Seal Security wants to make open-source vulnerability remediation easy
Seal Security, a Tel Aviv-based startup founded by a group of former members of Israel’s Unit 8200 intelligence unit, is coming out of stealth today and announcing a $7.4 million seed funding round like by Vertex Ventures Israel, with participation from Crew Capital, PayPal Alumni Fund, and Cyber Club London.
Ever since the Log4j vulnerability was discovered and the White House issued its software supply chain executive order, everybody who builds software knows about the importance of keeping the many open-source libraries they rely on up to date. But that’s often easier said than done, with large enterprises often employing entire teams that focus on nothing else but keeping their packages updated. In recent years, we’ve seen a number of security companies that specialize in alerting developers when one of their packages is vulnerable and while that’s valuable, the real work is in remediating these vulnerabilities, which in most cases simply involves installing an update.
Seal was founded by Itamar Sher (CEO), Lev Pachmanov (CTO) and Alon Navon (CPO). After their time in Unit 8200, the team members worked at various companies, including Cymmetria, Curv and PayPal. Sher tells me that the team joined forces in the summer of 2022.

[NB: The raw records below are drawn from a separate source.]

//! Section splitter for underline-style headers.
//!
//! Plain-text reference documentation (e.g. the Python docs `.txt` export)
//! marks section titles by underlining them with a repeated character:
//! `***` for top-level titles, `===` for the next level, `---` below that.
//! This module partitions a document's lines into ordered `(title, body)`
//! sections on those underlines.
//!
//! Title and underline lines are excluded from section bodies, so the
//! concatenation of all bodies reproduces the document's remaining lines
//! in order. Sections whose trimmed body is empty are dropped.

use crate::models::{Section, INTRO_TITLE};

/// Classify a line as a header underline.
///
/// A trimmed line of length >= 3 consisting entirely of one repeated
/// character from `*`, `=`, `-` is an underline; the returned level is
/// 1 for `*`, 2 for `=`, 3 for `-`. The level is not used for nesting
/// downstream but is part of the detection contract.
pub fn header_level(line: &str) -> Option<u8> {
    let s = line.trim();
    if s.len() < 3 {
        return None;
    }
    let first = s.chars().next()?;
    let level = match first {
        '*' => 1,
        '=' => 2,
        '-' => 3,
        _ => return None,
    };
    if s.chars().all(|c| c == first) {
        Some(level)
    } else {
        None
    }
}

/// Split document text into ordered sections.
///
/// Everything before the first header belongs to a section titled
/// "Introduction". An underline on the very first line has no title line
/// above it and is treated as ordinary body content — a deliberate quirk
/// of the splitter, kept as-is and pinned by tests.
pub fn split_sections(content: &str) -> Vec<Section> {
    let lines: Vec<&str> = content.split('\n').collect();

    let mut sections = Vec::new();
    let mut title = INTRO_TITLE.to_string();
    let mut buf: Vec<&str> = Vec::new();

    for (i, line) in lines.iter().enumerate() {
        if i > 0 && header_level(line).is_some() {
            // The line above the underline is the next section's title.
            // It was appended to the running body on the previous
            // iteration (unless it was itself consumed as an underline),
            // so take it back out.
            if buf.last() == Some(&lines[i - 1]) {
                buf.pop();
            }
            push_section(&mut sections, &title, &buf);
            buf.clear();

            let next_title = lines[i - 1].trim();
            // An underline with a blank title line degrades to the sentinel.
            title = if next_title.is_empty() {
                INTRO_TITLE.to_string()
            } else {
                next_title.to_string()
            };
        } else {
            buf.push(line);
        }
    }

    push_section(&mut sections, &title, &buf);
    sections
}

fn push_section(sections: &mut Vec<Section>, title: &str, lines: &[&str]) {
    let body = lines.join("\n").trim().to_string();
    if !body.is_empty() {
        sections.push(Section {
            title: title.to_string(),
            body,
        });
    }
}
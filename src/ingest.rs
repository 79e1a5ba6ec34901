//! Ingestion pipeline orchestration.
//!
//! Runs the full flow: document loading → section-aware chunking →
//! batched embedding → vector store build → save. Each stage reports
//! progress; dry runs stop after chunking and print what would happen.

use anyhow::{bail, Result};

use crate::chunk::SemanticChunker;
use crate::config::Config;
use crate::embedding;
use crate::loader;
use crate::store::VectorStore;

pub async fn run_ingest(config: &Config, dry_run: bool, limit: Option<usize>) -> Result<()> {
    println!(
        "[1/4] loading documents from {}",
        config.docs.root.display()
    );
    let mut documents = loader::load_documents(&config.docs)?;
    if let Some(lim) = limit {
        documents.truncate(lim);
    }
    println!("  documents: {}", documents.len());

    println!("[2/4] chunking");
    let chunker = SemanticChunker::new(
        config.chunking.target_chunk_size,
        config.chunking.max_chunk_size,
        config.chunking.overlap_size,
    );
    let chunks = chunker.chunk_documents(&documents);
    let avg_tokens = if chunks.is_empty() {
        0.0
    } else {
        chunks.iter().map(|c| c.token_count()).sum::<usize>() as f64 / chunks.len() as f64
    };
    println!("  chunks: {}", chunks.len());
    println!("  average chunk size: {avg_tokens:.0} tokens");

    if dry_run {
        println!("ingest (dry-run) — stopping before embedding");
        return Ok(());
    }
    if chunks.is_empty() {
        bail!("No chunks produced; nothing to index");
    }

    let provider = embedding::create_provider(&config.embedding)?;
    println!(
        "[3/4] embedding with {} ({} dims)",
        provider.model_name(),
        provider.dims()
    );
    let mut vectors = Vec::with_capacity(chunks.len());
    for batch in chunks.chunks(config.embedding.batch_size) {
        let texts: Vec<String> = batch.iter().map(|c| c.text.clone()).collect();
        let batch_vectors = embedding::embed_texts(&config.embedding, &texts).await?;
        vectors.extend(batch_vectors);
        println!("  embedded {}/{}", vectors.len(), chunks.len());
    }

    println!("[4/4] building vector store");
    let mut store = VectorStore::new(provider.dims());
    store.add_chunks(chunks, vectors)?;
    store.save(&config.store.dir)?;
    println!(
        "  saved {} vectors to {}",
        store.len(),
        config.store.dir.display()
    );
    println!("ok");

    Ok(())
}
//! Field-by-field merging of configuration tiers.
//!
//! Mappings merge recursively; every other value in a higher tier replaces the
//! lower one. An explicit `null` leaves the lower value in place.

use serde_json::Value;

/// Merge `overlay` into `base` in place.
pub fn merge_into(base: &mut Value, overlay: Value) {
    match (base, overlay) {
        (_, Value::Null) => {}
        (Value::Object(base_map), Value::Object(overlay_map)) => {
            for (key, value) in overlay_map {
                match base_map.get_mut(&key) {
                    Some(existing) => merge_into(existing, value),
                    None => {
                        base_map.insert(key, value);
                    }
                }
            }
        }
        (slot, value) => *slot = value,
    }
}

/// Merge tiers from lowest to highest precedence.
pub fn merge_tiers(tiers: impl IntoIterator<Item = Value>) -> Value {
    let mut merged = Value::Null;
    for tier in tiers {
        merge_into(&mut merged, tier);
    }
    merged
}
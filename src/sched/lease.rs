//! Hand-out reservation strategies.
//!
//! The scheduler asks the configured strategy to filter each candidate window
//! and tells it about every task it hands out and every answer recorded through
//! the scheduler. [`NoLease`] reserves nothing,
//! so concurrent requesters may receive the same task. [`ExpiringLease`] keeps
//! a short in-process reservation per task.

use crate::types::{Requester, Task};
use std::collections::HashMap;
use std::sync::Mutex;
use std::time::{Duration, Instant};

/// Decides which candidates may be handed out and records hand-outs.
pub trait TaskLeaseStrategy: Send + Sync {
    /// Filter a candidate window, keeping its order.
    fn admit(&self, requester: &Requester, candidates: Vec<Task>) -> Vec<Task>;

    /// Called once for every task returned to a requester.
    fn on_handout(&self, _requester: &Requester, _task: &Task) {}

    /// Called after `requester` answered `task_id`.
    fn release(&self, _requester: &Requester, _task_id: i64) {}

    fn name(&self) -> &'static str;
}

/// Admits every candidate and records nothing.
#[derive(Debug, Default, Clone, Copy)]
pub struct NoLease;

impl TaskLeaseStrategy for NoLease {
    fn admit(&self, _requester: &Requester, candidates: Vec<Task>) -> Vec<Task> {
        candidates
    }

    fn name(&self) -> &'static str {
        "none"
    }
}

#[derive(Debug, Clone)]
struct Lease {
    holder: Requester,
    expires_at: Instant,
}

/// Reserves a handed-out task for its requester until `ttl` elapses.
///
/// Reservations live in this process only; separate server processes sharing
/// one database do not see each other's leases.
#[derive(Debug)]
pub struct ExpiringLease {
    ttl: Duration,
    leases: Mutex<HashMap<i64, Lease>>,
}

impl ExpiringLease {
    pub fn new(ttl: Duration) -> Self {
        Self {
            ttl,
            leases: Mutex::new(HashMap::new()),
        }
    }

    /// Number of unexpired reservations.
    pub fn active(&self) -> usize {
        let now = Instant::now();
        let leases = self.leases.lock().unwrap_or_else(|e| e.into_inner());
        leases.values().filter(|l| l.expires_at > now).count()
    }
}

impl TaskLeaseStrategy for ExpiringLease {
    fn admit(&self, requester: &Requester, candidates: Vec<Task>) -> Vec<Task> {
        let now = Instant::now();
        let mut leases = self.leases.lock().unwrap_or_else(|e| e.into_inner());
        leases.retain(|_, lease| lease.expires_at > now);

        candidates
            .into_iter()
            .filter(|task| match leases.get(&task.id) {
                Some(lease) => &lease.holder == requester,
                None => true,
            })
            .collect()
    }

    fn on_handout(&self, requester: &Requester, task: &Task) {
        let now = Instant::now();
        let mut leases = self.leases.lock().unwrap_or_else(|e| e.into_inner());
        leases.retain(|_, lease| lease.expires_at > now);
        leases.insert(
            task.id,
            Lease {
                holder: requester.clone(),
                expires_at: now + self.ttl,
            },
        );
    }

    fn release(&self, requester: &Requester, task_id: i64) {
        let mut leases = self.leases.lock().unwrap_or_else(|e| e.into_inner());
        if leases.get(&task_id).is_some_and(|lease| &lease.holder == requester) {
            leases.remove(&task_id);
        }
    }

    fn name(&self) -> &'static str {
        "expiring"
    }
}

#[cfg(test)]
mod tests {
    use super::*;
    use crate::types::TaskState;
    use serde_json::json;

    fn task(id: i64) -> Task {
        Task {
            id,
            project_id: 1,
            state: TaskState::Ongoing,
            n_answers: 3,
            priority_0: 0.0,
            info: json!({}),
            created_at: 0,
        }
    }

    #[test]
    fn no_lease_admits_everything() {
        let admitted = NoLease.admit(&Requester::User(1), vec![task(1), task(2)]);
        assert_eq!(admitted.len(), 2);
    }

    #[test]
    fn leased_task_hidden_from_other_requesters_only() {
        let lease = ExpiringLease::new(Duration::from_secs(60));
        let alice = Requester::User(1);
        let bob = Requester::Anonymous("10.0.0.2".into());
        lease.on_handout(&alice, &task(1));

        let for_bob: Vec<i64> = lease.admit(&bob, vec![task(1), task(2)]).iter().map(|t| t.id).collect();
        assert_eq!(for_bob, vec![2]);

        let for_alice = lease.admit(&alice, vec![task(1), task(2)]);
        assert_eq!(for_alice.len(), 2);
        assert_eq!(lease.active(), 1);
    }

    #[test]
    fn expired_leases_are_dropped() {
        let lease = ExpiringLease::new(Duration::ZERO);
        lease.on_handout(&Requester::User(1), &task(1));
        let admitted = lease.admit(&Requester::User(2), vec![task(1)]);
        assert_eq!(admitted.len(), 1);
        assert_eq!(lease.active(), 0);
    }

    #[test]
    fn release_by_holder_frees_the_task() {
        let lease = ExpiringLease::new(Duration::from_secs(60));
        let alice = Requester::User(1);
        let bob = Requester::User(2);
        lease.on_handout(&alice, &task(1));

        lease.release(&bob, 1);
        assert_eq!(lease.active(), 1);

        lease.release(&alice, 1);
        assert_eq!(lease.active(), 0);
        assert_eq!(lease.admit(&bob, vec![task(1)]).len(), 1);
    }

    #[test]
    fn handout_prunes_expired_leases() {
        let lease = ExpiringLease::new(Duration::ZERO);
        lease.on_handout(&Requester::User(1), &task(1));
        lease.on_handout(&Requester::User(1), &task(2));
        let leases = lease.leases.lock().unwrap();
        assert_eq!(leases.len(), 1);
        assert!(leases.contains_key(&2));
    }
}
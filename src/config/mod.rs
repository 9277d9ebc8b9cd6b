//! Configuration.
//!
//! Built-in defaults are merged field-by-field with
//! `./crowd-scheduler/config.yaml` and `~/.crowd-scheduler/config.yaml`, then
//! environment variables are applied.
//!
//! ## Environment Variables
//! - `CROWD_SCHED_CONFIG_PATH` - Explicit config file (replaces the file tiers)
//! - `CROWD_SCHED_DB_PATH` - Database path
//! - `CROWD_SCHED_PORT` - HTTP port
//! - `CROWD_SCHED_CANDIDATE_WINDOW` - Scheduler candidate window
//! - `CROWD_SCHED_USER_DIR` - User config dir (default: `~/.crowd-scheduler`)
//! - `CROWD_SCHED_PROJECT_DIR` - Project config dir (default: `./crowd-scheduler`)

mod loader;
mod merge;
mod types;

pub use loader::{ConfigLoader, ConfigPaths, apply_env_overrides};
pub use merge::{merge_into, merge_tiers};
pub use types::*;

“For me, it was really a matter of wanting to be a builder,” Sher said. “I spent some of the time being on the other side: being a researcher, hacking stuff, breaking stuff — which is fun in its own way. But I think one of the things that I cared about — and I really wanted to bring forward — is being more on the builder side.” As the first employee at Cymmetria, he already got a taste of that experience, but now as a founder and CEO, he is getting to see the full spectrum of the startup experience.
What makes Seal different is that it actually patches the vulnerable packages and doesn’t just update them. While working at PayPal, he realized that there was a lack of tools that could not just discover but also remediate security vulnerabilities. He also stressed that many of today’s tools bombard developers with hundreds of alerts, making it hard to prioritize which ones to focus on. In the end, these teams spend a large chunk of their time and energy on keeping packages updated (even those that may not even be used in production). “What we noticed is that for the majority of vulnerabilities that are out there, you can actually take the security patch that mitigates the risk and just apply it on the existing versions that the developers are using already,” Sher explained.
Currently, Seal Security integrates with GitHub to enable these patches in a company’s CI/CD pipeline. But what’s maybe more important is that Seal creates these patches itself. A lot of this process is automated and backed, in part, by using a large language model. These models, Sher explained, are very good at identifying the commit that introduced a given patch, for example. Indeed, without the models, a solution like Seal Security likely wouldn’t have been scalable only a couple of years ago.
“Open source components are foundational to software development, and organizations face significant challenges in managing libraries with critical vulnerabilities. These challenges have a significant impact on business outcomes,” explains Daniel Dines, the co-founder and general partner at Crew Capital (and the co-founder and co-CEO of UiPath). “Seal Security addresses this market demand with a solution that streamlines security patch management, allowing its customers to effectively eliminate vulnerabilities.”